The management of the company is grappling with decisions of a strategic nature, such as whether to focus on the top line or the bottom line. While CEO Tim McGnash was keen that they get McKinsey on board as soon as possible to lay out a strategic road-map, the rest of the management was not certain of the cost to benefit ratio of availing the expensive inputs of the premier strategy consulting firm.
Clearly, this again was a strategic decision. An so, considering that strategic decision making is not their strong suite, the management began to dither. At this point, CEO Tim McGnash stepped in and decided to hire BCG to advise them on whether to hire McKinsey.
“We could have gone into an infinite loop otherwise,” Tim said, chuffed that he had acted decisively. “At some point, as the CEO, I need to go by gut feel rather than rely on outsourced analysis.”
BCG North America head, Baba ‘Tiger’ Haryal has confirmed the new engagement. “Frankly speaking, we would have liked to address the company’s original problem but given the tight market for strategy consulting, we’ll take it,” Tiger Haryal said, sounding a little glum.
A crack team of six BCG consultants led by corporate strategy whizkid, John Woo, will over the course of 6 months, using multiple frameworks and finely crafted PPT slides, lay out the pros and cons of engaging McKinsey. “Yes, we will use the famous BCG growth share matrix too in the analysis in which the various consulting firms will be slotted into dogs, cash cows, stars and question marks,” Woo disclosed.

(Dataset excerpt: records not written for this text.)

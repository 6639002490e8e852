//! Call lifecycle bookkeeping.
//!
//! The state machine is advisory, per-room bookkeeping -- not a lock.  The
//! relay forwards every signaling message to the non-sending peer; what the
//! phases buy us is implicit teardown on connection loss and log visibility
//! into out-of-order signaling.  Transitions are pure functions so they can
//! be tested without a transport.

use std::collections::HashMap;
use std::sync::Arc;

use tokio::sync::RwLock;
use tracing::{debug, info, warn};

use skillswap_shared::{CallMedium, RoomId, UserId};

/// Signaling inputs that drive the lifecycle.
#[derive(Debug, Clone, Copy, PartialEq, Eq)]
pub enum CallEvent {
    Offer,
    Answer,
    Reject,
    End,
    /// A participant's transport closed while the call was live.
    PeerLost,
}

/// Lifecycle phase of one call attempt in one room.
///
/// Reject, end and peer loss all reset the room to `Idle`; there is no
/// persistent terminal state because a room outlives its call attempts.
#[derive(Debug, Clone, Copy, Default, PartialEq, Eq)]
pub enum CallPhase {
    #[default]
    Idle,
    Ringing,
    Active,
}

impl CallPhase {
    /// Advance the phase for one signaling event.
    ///
    /// Out-of-order events leave the phase untouched: the relay never
    /// arbitrates, the receiving peer's application logic does.  `End` is
    /// idempotent so concurrent hang-ups from both sides are harmless.
    pub fn apply(self, event: CallEvent) -> CallPhase {
        match (self, event) {
            (CallPhase::Idle, CallEvent::Offer) => CallPhase::Ringing,
            (CallPhase::Ringing, CallEvent::Answer) => CallPhase::Active,
            (CallPhase::Ringing, CallEvent::Reject) => CallPhase::Idle,
            (_, CallEvent::End) | (_, CallEvent::PeerLost) => CallPhase::Idle,
            (phase, _) => phase,
        }
    }
}

/// Ephemeral state attached to a call room for one call attempt.
#[derive(Debug, Clone)]
pub struct CallSession {
    pub initiator: UserId,
    pub medium: CallMedium,
    pub phase: CallPhase,
}

/// Per-room call sessions.  A room with no entry is idle.
#[derive(Clone, Default)]
pub struct CallBoard {
    sessions: Arc<RwLock<HashMap<RoomId, CallSession>>>,
}

impl CallBoard {
    pub fn new() -> Self {
        Self::default()
    }

    /// Record an offer.  A second offer into an already ringing or active
    /// room is logged but not blocked; the callee's client decides what to
    /// do with it.
    pub async fn on_offer(&self, room: &RoomId, initiator: &UserId, medium: CallMedium) {
        let mut sessions = self.sessions.write().await;
        match sessions.get(room) {
            Some(existing) if existing.phase != CallPhase::Idle => {
                warn!(
                    room = %room,
                    phase = ?existing.phase,
                    from = %initiator.short(),
                    "offer into a busy call room (forwarded anyway)"
                );
            }
            _ => {
                info!(room = %room, from = %initiator.short(), medium = %medium, "call ringing");
                sessions.insert(
                    room.clone(),
                    CallSession {
                        initiator: initiator.clone(),
                        medium,
                        phase: CallPhase::Ringing,
                    },
                );
            }
        }
    }

    pub async fn on_answer(&self, room: &RoomId) {
        let mut sessions = self.sessions.write().await;
        if let Some(session) = sessions.get_mut(room) {
            session.phase = session.phase.apply(CallEvent::Answer);
            if session.phase == CallPhase::Active {
                info!(room = %room, "call active");
            }
        } else {
            debug!(room = %room, "answer for a room with no call session");
        }
    }

    pub async fn on_reject(&self, room: &RoomId) {
        self.finish(room, CallEvent::Reject).await;
    }

    pub async fn on_end(&self, room: &RoomId) {
        self.finish(room, CallEvent::End).await;
    }

    /// Tear down the session after a participant's connection was lost.
    /// Returns `true` when a ringing or active call existed, in which case
    /// the caller forwards an end signal to the remaining peer.
    pub async fn on_peer_lost(&self, room: &RoomId) -> bool {
        let mut sessions = self.sessions.write().await;
        match sessions.remove(room) {
            Some(session) if session.phase != CallPhase::Idle => {
                info!(room = %room, phase = ?session.phase, "call torn down after connection loss");
                true
            }
            _ => false,
        }
    }

    pub async fn phase_of(&self, room: &RoomId) -> CallPhase {
        self.sessions
            .read()
            .await
            .get(room)
            .map(|session| session.phase)
            .unwrap_or_default()
    }

    async fn finish(&self, room: &RoomId, event: CallEvent) {
        let mut sessions = self.sessions.write().await;
        if let Some(session) = sessions.get_mut(room) {
            session.phase = session.phase.apply(event);
            if session.phase == CallPhase::Idle {
                sessions.remove(room);
                debug!(room = %room, event = ?event, "call session reset");
            }
        }
        // No session: a duplicate end/reject, harmless by design of apply().
    }
}
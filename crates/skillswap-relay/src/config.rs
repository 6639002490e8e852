//! Relay configuration loaded from environment variables.
//!
//! All settings have sensible defaults so the relay can start with zero
//! configuration for local development.

use std::net::SocketAddr;
use std::path::PathBuf;

/// Relay configuration.
#[derive(Debug, Clone)]
pub struct RelayConfig {
    /// Socket address for the HTTP/WebSocket server.
    /// Env: `HTTP_ADDR`
    /// Default: `0.0.0.0:5000`
    pub http_addr: SocketAddr,

    /// Filesystem path of the notification database.
    /// Env: `DB_PATH`
    /// Default: `./skillswap.db`
    pub db_path: PathBuf,

    /// HMAC secret for validating bearer credentials (HS256).
    /// Env: `JWT_SECRET`
    /// Default: a dev-only placeholder (logged as a warning).
    pub jwt_secret: String,

    /// Allowed CORS origin for the web client.
    /// Env: `CLIENT_ORIGIN`
    /// Default: none (any origin is allowed; dev behavior).
    pub client_origin: Option<String>,
}

const DEV_SECRET: &str = "skillswap-dev-secret";

impl Default for RelayConfig {
    fn default() -> Self {
        Self {
            http_addr: ([0, 0, 0, 0], 5000).into(),
            db_path: PathBuf::from("./skillswap.db"),
            jwt_secret: DEV_SECRET.to_string(),
            client_origin: None,
        }
    }
}

impl RelayConfig {
    /// Load configuration from environment variables, falling back to
    /// defaults.
    pub fn from_env() -> Self {
        let mut config = Self::default();

        if let Ok(addr) = std::env::var("HTTP_ADDR") {
            if let Ok(parsed) = addr.parse::<SocketAddr>() {
                config.http_addr = parsed;
            } else {
                tracing::warn!(value = %addr, "Invalid HTTP_ADDR, using default");
            }
        }

        if let Ok(path) = std::env::var("DB_PATH") {
            config.db_path = PathBuf::from(path);
        }

        match std::env::var("JWT_SECRET") {
            Ok(secret) if !secret.is_empty() => config.jwt_secret = secret,
            _ => {
                tracing::warn!("JWT_SECRET not set, using dev-only default");
            }
        }

        if let Ok(origin) = std::env::var("CLIENT_ORIGIN") {
            if !origin.is_empty() {
                config.client_origin = Some(origin);
            }
        }

        // RUST_LOG is handled directly by tracing-subscriber's EnvFilter,
        // so we do not store it here.

        config
    }
}
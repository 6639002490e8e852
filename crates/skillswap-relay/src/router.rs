//! Room routing primitives.
//!
//! Delivery is fire-and-forget: no acknowledgment, no retry, no queueing
//! for offline recipients.  A room with no members is a no-op, not an
//! error.  Call-signaling callers must use the `_except` variant so nothing
//! echoes back to the sender.

use tracing::{debug, trace};

use skillswap_shared::{ConnectionId, RoomId, ServerEvent};

use crate::registry::SessionRegistry;

#[derive(Clone)]
pub struct RoomRouter {
    registry: SessionRegistry,
}

impl RoomRouter {
    pub fn new(registry: SessionRegistry) -> Self {
        Self { registry }
    }

    /// Deliver `event` to every live connection in the room.  Returns the
    /// number of connections that accepted it.
    pub async fn send_to_room(&self, room: &RoomId, event: ServerEvent) -> usize {
        self.deliver(room, None, event).await
    }

    /// Deliver `event` to every room member except the sending connection.
    pub async fn send_to_room_except(
        &self,
        room: &RoomId,
        sender: ConnectionId,
        event: ServerEvent,
    ) -> usize {
        self.deliver(room, Some(sender), event).await
    }

    async fn deliver(
        &self,
        room: &RoomId,
        except: Option<ConnectionId>,
        event: ServerEvent,
    ) -> usize {
        let targets = self.registry.senders_for(room, except).await;
        if targets.is_empty() {
            trace!(room = %room, "no live recipients");
            return 0;
        }

        let mut delivered = 0;
        for (conn_id, sender) in targets {
            if sender.try_send(event.clone()).is_ok() {
                delivered += 1;
            } else {
                // Queue full or receiver gone: drop for that connection.
                debug!(room = %room, conn = %conn_id, "dropping event for slow connection");
            }
        }
        delivered
    }
}

#[cfg(test)]
mod tests {
    use super::*;
    use skillswap_shared::{Identity, UserId};

    #[tokio::test]
    async fn delivers_to_every_member() {
        let registry = SessionRegistry::new();
        let router = RoomRouter::new(registry.clone());

        let (tx1, mut rx1) = SessionRegistry::channel();
        let (tx2, mut rx2) = SessionRegistry::channel();
        let c1 = ConnectionId::new();
        let c2 = ConnectionId::new();
        registry.register(c1, Identity::new("u1", "Alice"), tx1).await;
        registry.register(c2, Identity::new("u1", "Alice"), tx2).await;

        let personal = RoomId::personal(&UserId::new("u1"));
        let event = ServerEvent::ReceiveMessage {
            sender: UserId::new("u2"),
            message: "hi".into(),
        };

        let delivered = router.send_to_room(&personal, event.clone()).await;
        assert_eq!(delivered, 2);
        assert_eq!(rx1.recv().await.unwrap(), event);
        assert_eq!(rx2.recv().await.unwrap(), event);
    }

    #[tokio::test]
    async fn empty_room_is_a_no_op() {
        let registry = SessionRegistry::new();
        let router = RoomRouter::new(registry);

        let delivered = router
            .send_to_room(
                &RoomId::new("nobody-home"),
                ServerEvent::ReceiveMessage {
                    sender: UserId::new("u1"),
                    message: "anyone?".into(),
                },
            )
            .await;

        assert_eq!(delivered, 0);
    }

    #[tokio::test]
    async fn except_skips_the_sender() {
        let registry = SessionRegistry::new();
        let router = RoomRouter::new(registry.clone());

        let (tx1, mut rx1) = SessionRegistry::channel();
        let (tx2, mut rx2) = SessionRegistry::channel();
        let c1 = ConnectionId::new();
        let c2 = ConnectionId::new();
        registry.register(c1, Identity::new("u1", "Alice"), tx1).await;
        registry.register(c2, Identity::new("u2", "Bob"), tx2).await;

        let call = RoomId::call_pair(&UserId::new("u1"), &UserId::new("u2"));
        registry.join_room(c1, call.clone()).await;
        registry.join_room(c2, call.clone()).await;

        let event = ServerEvent::CallEnded {
            from: UserId::new("u1"),
        };
        let delivered = router.send_to_room_except(&call, c1, event.clone()).await;

        assert_eq!(delivered, 1);
        assert_eq!(rx2.recv().await.unwrap(), event);
        assert!(rx1.try_recv().is_err());
    }
}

Woo pooh-poohed notions of conflict of interest. “It’s the process, not the actual recommendation that matters in this business, dude,” Woo pointed out. “We will endeavour to give our clients satisfaction by giving them a fine deck of 300 slides, densely packed with mind-boggling graphics, footnotes, and pithy insights.”
McKinsey has taken a dim view of the development. “We are all for rigorous analysis before coming to a decision but really, this is taking things too far. Some things, such as hiring McKinsey, should be taken as an article of faith rather than an article of analysis,” McKinsey Corporate Strategy head, Don Brandon, scoffed.